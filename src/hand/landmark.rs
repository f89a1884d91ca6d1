//! Hand landmark prediction.

use std::path::Path;

use nalgebra::Point2;

use crate::{
    image::{Image, Rect, Resolution},
    nn::{Cnn, ColorMapper},
    timer::Timer,
};

use super::{Hand, Handedness, Keypoint, LandmarkIdx, NUM_LANDMARKS};

/// Runs the 21-landmark hand network on a region of a frame.
pub struct Landmarker {
    cnn: Cnn,
    t_infer: Timer,
}

impl Landmarker {
    /// Loads the hand landmark network from an ONNX file.
    pub fn load<P: AsRef<Path>>(path: P) -> anyhow::Result<Self> {
        Ok(Self {
            cnn: Cnn::load(path, ColorMapper::linear(0.0..=1.0))?,
            t_infer: Timer::new("landmarks"),
        })
    }

    pub fn input_resolution(&self) -> Resolution {
        self.cnn.input_resolution()
    }

    /// Computes hand landmarks inside `roi` of `image`.
    ///
    /// `roi` should have the network's aspect ratio (square) and may extend past the image
    /// borders. The returned positions are in pixel coordinates of `image`.
    pub fn compute(&mut self, image: &Image, roi: Rect) -> anyhow::Result<LandmarkResult> {
        let input_res = self.input_resolution();
        let outputs = self.t_infer.time(|| self.cnn.estimate(&image.view(roi)))?;

        let screen_landmarks = outputs.values(0, NUM_LANDMARKS * 3)?;
        let presence = outputs.values(1, 1)?[0];
        let raw_handedness = outputs.values(2, 1)?[0];
        log::trace!("landmark presence={presence} handedness={raw_handedness}");

        let (scale_x, scale_y) = (
            roi.width() / input_res.width() as f32,
            roi.height() / input_res.height() as f32,
        );
        let positions = screen_landmarks
            .chunks_exact(3)
            .map(|xyz| Point2::new(roi.x() + xyz[0] * scale_x, roi.y() + xyz[1] * scale_y))
            .collect();

        Ok(LandmarkResult {
            positions,
            presence,
            raw_handedness,
        })
    }

    pub fn timer(&self) -> &Timer {
        &self.t_infer
    }
}

/// Landmarks of one hand, as returned by [`Landmarker::compute`].
#[derive(Debug, Clone)]
pub struct LandmarkResult {
    positions: Vec<Point2<f32>>,
    presence: f32,
    raw_handedness: f32,
}

impl LandmarkResult {
    pub fn new(positions: Vec<Point2<f32>>, presence: f32, raw_handedness: f32) -> Self {
        Self {
            positions,
            presence,
            raw_handedness,
        }
    }

    /// Landmark positions in frame pixel coordinates, indexed by [`LandmarkIdx`].
    #[inline]
    pub fn positions(&self) -> &[Point2<f32>] {
        &self.positions
    }

    pub fn position(&self, idx: LandmarkIdx) -> Option<Point2<f32>> {
        self.positions.get(idx as usize).copied()
    }

    /// Confidence that a hand is actually present in the region, between 0.0 and 1.0.
    #[inline]
    pub fn presence(&self) -> f32 {
        self.presence
    }

    /// Only meaningful when [`presence`][Self::presence] is high.
    pub fn handedness(&self) -> Handedness {
        if self.raw_handedness > 0.5 {
            Handedness::Right
        } else {
            Handedness::Left
        }
    }

    /// Converts the landmarks to a [`Hand`] in a frame of resolution `res`.
    ///
    /// Positions are rounded to the nearest pixel and clamped into the frame.
    pub fn to_hand(&self, res: Resolution) -> Hand {
        let max_x = res.width().saturating_sub(1) as f32;
        let max_y = res.height().saturating_sub(1) as f32;
        let hand: Hand = self
            .positions
            .iter()
            .map(|p| {
                Keypoint::new(
                    p.x.round().clamp(0.0, max_x) as u32,
                    p.y.round().clamp(0.0, max_y) as u32,
                )
            })
            .collect();
        hand.with_handedness(self.handedness())
    }
}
* * * * * * *
### EXERCISE GOAL
Copy all the records above precisely.

### RESULT FOR THIS EXERCISE
filename src/hand/landmark.rs
repository f89a1884d91ca6d1
//! Hand landmark prediction.

use std::path::Path;

use nalgebra::Point2;

use crate::{
    image::{Image, Rect, Resolution},
    nn::{Cnn, ColorMapper},
    timer::Timer,
};

use super::{Hand, Handedness, Keypoint, LandmarkIdx, NUM_LANDMARKS};

/// Runs the 21-landmark hand network on a region of a frame.
pub struct Landmarker {
    cnn: Cnn,
    t_infer: Timer,
}

impl Landmarker {
    /// Loads the hand landmark network from an ONNX file.
    pub fn load<P: AsRef<Path>>(path: P) -> anyhow::Result<Self> {
        Ok(Self {
            cnn: Cnn::load(path, ColorMapper::linear(0.0..=1.0))?,
            t_infer: Timer::new("landmarks"),
        })
    }

    pub fn input_resolution(&self) -> Resolution {
        self.cnn.input_resolution()
    }

    /// Computes hand landmarks inside `roi` of `image`.
    ///
    /// `roi` should have the network's aspect ratio (square) and may extend past the image
    /// borders. The returned positions are in pixel coordinates of `image`.
    pub fn compute(&mut self, image: &Image, roi: Rect) -> anyhow::Result<LandmarkResult> {
        let input_res = self.input_resolution();
        let outputs = self.t_infer.time(|| self.cnn.estimate(&image.view(roi)))?;

        let screen_landmarks = outputs.values(0, NUM_LANDMARKS * 3)?;
        let presence = outputs.values(1, 1)?[0];
        let raw_handedness = outputs.values(2, 1)?[0];
        log::trace!("landmark presence={presence} handedness={raw_handedness}");

        let (scale_x, scale_y) = (
            roi.width() / input_res.width() as f32,
            roi.height() / input_res.height() as f32,
        );
        let positions = screen_landmarks
            .chunks_exact(3)
            .map(|xyz| Point2::new(roi.x() + xyz[0] * scale_x, roi.y() + xyz[1] * scale_y))
            .collect();

        Ok(LandmarkResult {
            positions,
            presence,
            raw_handedness,
        })
    }

    pub fn timer(&self) -> &Timer {
        &self.t_infer
    }
}

/// Landmarks of one hand, as returned by [`Landmarker::compute`].
#[derive(Debug, Clone)]
pub struct LandmarkResult {
    positions: Vec<Point2<f32>>,
    presence: f32,
    raw_handedness: f32,
}

impl LandmarkResult {
    pub fn new(positions: Vec<Point2<f32>>, presence: f32, raw_handedness: f32) -> Self {
        Self {
            positions,
            presence,
            raw_handedness,
        }
    }

    /// Landmark positions in frame pixel coordinates, indexed by [`LandmarkIdx`].
    #[inline]
    pub fn positions(&self) -> &[Point2<f32>] {
        &self.positions
    }

    pub fn position(&self, idx: LandmarkIdx) -> Option<Point2<f32>> {
        self.positions.get(idx as usize).copied()
    }

    /// Confidence that a hand is actually present in the region, between 0.0 and 1.0.
    #[inline]
    pub fn presence(&self) -> f32 {
        self.presence
    }

    /// Only meaningful when [`presence`][Self::presence] is high.
    pub fn handedness(&self) -> Handedness {
        if self.raw_handedness > 0.5 {
            Handedness::Right
        } else {
            Handedness::Left
        }
    }

    /// Converts the landmarks to a [`Hand`] in a frame of resolution `res`.
    ///
    /// Positions are rounded to the nearest pixel and clamped into the frame.
    pub fn to_hand(&self, res: Resolution) -> Hand {
        let max_x = res.width().saturating_sub(1) as f32;
        let max_y = res.height().saturating_sub(1) as f32;
        let hand: Hand = self
            .positions
            .iter()
            .map(|p| {
                Keypoint::new(
                    p.x.round().clamp(0.0, max_x) as u32,
                    p.y.round().clamp(0.0, max_y) as u32,
                )
            })
            .collect();
        hand.with_handedness(self.handedness())
    }
}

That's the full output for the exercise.